Confiné dans une longère normande depuis plus de deux ans, David Hockney, le plus grand peintre anglais vivant, a ausculté les saisons avec toujours la même joie de vivre colorée, pimpante et se servant, pour ce faire, d’une tablette numérique qu’il utilise depuis plus de dix ans ! Aujourd’hui il nous accroche, au musée de l’Orangerie, ses vues d’une campagne qui, sous son stylet, respire la joie, la couleur et le bonheur… Ses crédos.
Exposition « David Hockney. A Year in Normandie » au musée de l’Orangerie jusqu’au 14 février 2022.
Posté le 15 novembre 2021.
Un panorama long de 90m réunissant les œuvres de l’exposition David Hockney a year in Normandie © David Hockney / Ph.: Sophie Crepy Musée de l’Orangerie
David Hockney (né en 1937), est aujourd’hui le plus important artiste anglais vivant maintenant que les Francis Bacon, Lucian Freud, Patrick Heron, Frank Auerbach, Leon Kossoff et autre Henry Moore ont quitté le navire. Il est aussi actuellement le peintre anglais vivant le plus cher. Sa toile Portrait of an Artist (Pool with two figures) de 1972, a été adjugée en novembre 2018 pour la somme astronomique de… plus de 90 millions de dollars ! Le niveau des Picasso et Basquiat. Pendant le confinement, installé en plein pays d’Auge, il a profité du retour du printemps pour brosser une centaine d’œuvres, gaies, pimpantes, éclatantes de couleurs à son habitude. La galerie Lelong & Co nous en avait déjà présenté une sélection fin 2020. La suite à contempler ici. Du pur bonheur !
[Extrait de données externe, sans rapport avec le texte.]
// src/users/models.rs

use serde::{Deserialize, Serialize};
use sqlx::FromRow;

/// User database model, projected to the columns the API exposes
#[derive(FromRow, Serialize, Debug, Clone, PartialEq, Eq)]
pub struct User {
    pub id: i32,
    pub name: String,
    pub email: String,
}

/// POST /api/users request body
///
/// Both fields are optional so a missing field is reported by the validator
/// with a field-specific message instead of failing JSON parsing.
#[derive(Deserialize, Debug, Default, Clone)]
pub struct CreateUserRequest {
    #[serde(default)]
    pub name: Option<String>,
    #[serde(default)]
    pub email: Option<String>,
}

/// Trimmed fields ready for insertion
#[derive(Debug, Clone, PartialEq, Eq)]
pub struct NewUser {
    pub name: String,
    pub email: String,
}
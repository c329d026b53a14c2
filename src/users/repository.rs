// src/users/repository.rs
//! Persistence for the `users` table

use async_trait::async_trait;
use sqlx::PgPool;

use super::models::User;

/// Storage operations on users; every statement is parameterized
#[async_trait]
pub trait UserRepository: Send + Sync {
    /// All users, in whatever order the store returns them
    async fn list_users(&self) -> Result<Vec<User>, sqlx::Error>;

    /// Inserts one user and returns it with the assigned id
    async fn create_user(&self, name: &str, email: &str) -> Result<User, sqlx::Error>;
}

/// PostgreSQL implementation over the shared pool
#[derive(Clone)]
pub struct PgUserRepository {
    pool: PgPool,
}

impl PgUserRepository {
    pub fn new(pool: PgPool) -> Self {
        Self { pool }
    }
}

#[async_trait]
impl UserRepository for PgUserRepository {
    async fn list_users(&self) -> Result<Vec<User>, sqlx::Error> {
        sqlx::query_as::<_, User>("SELECT id, name, email FROM users")
            .fetch_all(&self.pool)
            .await
    }

    async fn create_user(&self, name: &str, email: &str) -> Result<User, sqlx::Error> {
        sqlx::query_as::<_, User>(
            "INSERT INTO users (name, email) VALUES ($1, $2) RETURNING id, name, email",
        )
        .bind(name)
        .bind(email)
        .fetch_one(&self.pool)
        .await
    }
}
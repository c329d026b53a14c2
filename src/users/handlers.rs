// src/users/handlers.rs

use axum::{
    extract::{rejection::JsonRejection, Extension},
    response::Json,
};
use std::sync::Arc;
use tracing::{debug, info, warn};

use super::models::{CreateUserRequest, User};
use super::validators::CreateUserValidator;
use crate::auth::AuthedUser;
use crate::common::{safe_email_log, ApiError, AppState};

fn subject(authed: &Option<Extension<AuthedUser>>) -> &str {
    authed
        .as_ref()
        .and_then(|Extension(user)| user.claims.subject())
        .unwrap_or("<anonymous>")
}

/// GET /api/users - List all users
pub async fn list_users(
    Extension(state): Extension<Arc<AppState>>,
    authed: Option<Extension<AuthedUser>>,
) -> Result<Json<Vec<User>>, ApiError> {
    let users = state
        .users
        .list_users()
        .await
        .map_err(|e| ApiError::storage("An error occurred while fetching users", e))?;

    debug!(count = users.len(), subject = subject(&authed), "Listed users");
    Ok(Json(users))
}

/// POST /api/users - Create a user
///
/// # Request Body
/// ```json
/// { "name": "Ada Lovelace", "email": "ada@example.com" }
/// ```
pub async fn create_user(
    Extension(state): Extension<Arc<AppState>>,
    authed: Option<Extension<AuthedUser>>,
    payload: Result<Json<CreateUserRequest>, JsonRejection>,
) -> Result<Json<User>, ApiError> {
    let Json(payload) = payload.map_err(|rejection| {
        warn!(error = %rejection.body_text(), "Rejected malformed user payload");
        ApiError::InvalidInput(format!("Invalid JSON body: {}", rejection.body_text()))
    })?;

    let new_user = CreateUserValidator.check(&payload)?;

    let user = state
        .users
        .create_user(&new_user.name, &new_user.email)
        .await
        .map_err(|e| ApiError::storage("An error occurred while creating the user", e))?;

    info!(
        user_id = user.id,
        email = %safe_email_log(&user.email),
        subject = subject(&authed),
        "User created"
    );
    Ok(Json(user))
}
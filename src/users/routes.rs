// src/users/routes.rs

use axum::{middleware, routing::get, Router};

use super::handlers;
use crate::auth::authenticate_token;

/// Creates the users router
///
/// # Routes
/// - `GET /api/users` - List users
/// - `POST /api/users` - Create a user
///
/// When `require_auth` is set every route is gated by bearer token verification.
pub fn users_routes(require_auth: bool) -> Router {
    let router = Router::new().route(
        "/api/users",
        get(handlers::list_users).post(handlers::create_user),
    );

    if require_auth {
        router.route_layer(middleware::from_fn(authenticate_token))
    } else {
        router
    }
}
// Common module - shared types and utilities

pub mod config;
pub mod error;
pub mod helpers;
pub mod state;
pub mod validation;

pub use config::AppConfig;
pub use error::ApiError;
pub use helpers::{safe_email_log, safe_token_log};
pub use state::AppState;
pub use validation::{ValidationResult, Validator};
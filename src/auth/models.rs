//! Authentication data models

use serde::{Deserialize, Serialize};
use serde_json::{Map, Value};

/// Decoded JWT payload
///
/// Tokens are issued elsewhere, so only `exp` is typed; every other claim
/// (including `sub`) is kept as-is in `extra`.
#[derive(Serialize, Deserialize, Debug, Clone, PartialEq)]
pub struct Claims {
    #[serde(default, skip_serializing_if = "Option::is_none")]
    pub exp: Option<u64>,
    #[serde(flatten)]
    pub extra: Map<String, Value>,
}

impl Claims {
    /// The `sub` claim when it is a string
    pub fn subject(&self) -> Option<&str> {
        self.extra.get("sub").and_then(Value::as_str)
    }
}

/// Identity attached to the request once the bearer token has been verified
#[derive(Debug, Clone)]
pub struct AuthedUser {
    pub claims: Claims,
}
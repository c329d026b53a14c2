// Application state shared by every handler

use std::sync::Arc;

use crate::common::config::AppConfig;
use crate::users::UserRepository;

/// Injected into the router as `Extension<Arc<AppState>>`
#[derive(Clone)]
pub struct AppState {
    pub config: Arc<AppConfig>,
    pub users: Arc<dyn UserRepository>,
}

impl AppState {
    pub fn new(config: AppConfig, users: Arc<dyn UserRepository>) -> Self {
        Self {
            config: Arc::new(config),
            users,
        }
    }
}
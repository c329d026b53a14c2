// src/common/config.rs
//! Process configuration, read once from the environment at startup

use sqlx::postgres::PgConnectOptions;
use std::env;
use tracing::{info, warn};

/// Database connection settings
#[derive(Debug, Clone)]
pub struct DbConfig {
    pub user: String,
    pub host: String,
    pub name: String,
    pub password: Option<String>,
    pub port: u16,
}

impl DbConfig {
    /// Discrete connection options for the pool; no URL string is assembled
    pub fn connect_options(&self) -> PgConnectOptions {
        let options = PgConnectOptions::new()
            .host(&self.host)
            .port(self.port)
            .username(&self.user)
            .database(&self.name);

        match &self.password {
            Some(password) => options.password(password),
            None => options,
        }
    }
}

/// Application configuration
#[derive(Debug, Clone)]
pub struct AppConfig {
    pub db: DbConfig,
    pub port: u16,
    pub jwt_secret: Option<String>,
    pub require_auth: bool,
}

impl AppConfig {
    pub fn from_env() -> anyhow::Result<Self> {
        let db = DbConfig {
            user: env::var("DB_USER").unwrap_or_else(|_| "postgres".to_string()),
            host: env::var("DB_HOST").unwrap_or_else(|_| "localhost".to_string()),
            name: env::var("DB_NAME").unwrap_or_else(|_| "postgres".to_string()),
            password: non_empty_var("DB_PASSWORD"),
            port: parse_port("DB_PORT", 5432)?,
        };

        let require_auth = env::var("REQUIRE_AUTH")
            .map(|v| parse_flag(&v))
            .unwrap_or(true);

        Ok(Self {
            db,
            port: parse_port("PORT", 3000)?,
            jwt_secret: non_empty_var("JWT_SECRET"),
            require_auth,
        })
    }

    /// The secret used to verify bearer tokens, if one is configured
    pub fn jwt_secret(&self) -> Option<&str> {
        self.jwt_secret.as_deref()
    }
}

fn non_empty_var(key: &str) -> Option<String> {
    env::var(key).ok().filter(|v| !v.is_empty())
}

fn parse_port(key: &str, default: u16) -> anyhow::Result<u16> {
    match env::var(key) {
        Ok(raw) if !raw.trim().is_empty() => raw
            .trim()
            .parse::<u16>()
            .map_err(|e| anyhow::anyhow!("{} must be a valid port number, got '{}': {}", key, raw, e)),
        _ => Ok(default),
    }
}

fn parse_flag(value: &str) -> bool {
    matches!(
        value.trim().to_lowercase().as_str(),
        "1" | "true" | "yes" | "on"
    )
}

/// CLI argument parsing for the authentication variant
pub fn parse_auth_args<I>(args: I) -> Option<bool>
where
    I: IntoIterator<Item = String>,
{
    let mut choice = None;
    for arg in args {
        match arg.as_str() {
            "--require-auth" => choice = Some(true),
            "--no-auth" => choice = Some(false),
            _ => {}
        }
    }
    choice
}

/// Override the authentication variant from CLI args
pub fn apply_cli_override(mut config: AppConfig) -> AppConfig {
    if let Some(require_auth) = parse_auth_args(env::args().skip(1)) {
        info!(require_auth, "CLI override: REQUIRE_AUTH");
        config.require_auth = require_auth;
    }
    config
}

/// Log the effective configuration on startup
pub fn log_config_status(config: &AppConfig) {
    info!(
        db_host = %config.db.host,
        db_port = config.db.port,
        db_name = %config.db.name,
        db_user = %config.db.user,
        port = config.port,
        "Configuration loaded"
    );

    if config.require_auth {
        if config.jwt_secret.is_none() {
            warn!("🔒 Authentication required but JWT_SECRET is not set; protected routes will fail");
        } else {
            info!("🔒 Authentication required on /api/users");
        }
    } else {
        warn!("🔓 Authentication disabled; /api/users is open");
    }
}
Petite remarque toutefois : pourquoi ce titre de l’exposition en anglais ? Pour bien nous faire comprendre qu’Hockney est un citoyen britannique ? Alors qu’il y avait surement de beaux titres à faire sur ce confinement normand. C’est d’autant plus consternant venant d’une institution nationale ! Après l’on s’étonnera que l’usage de notre (belle) langue périclite…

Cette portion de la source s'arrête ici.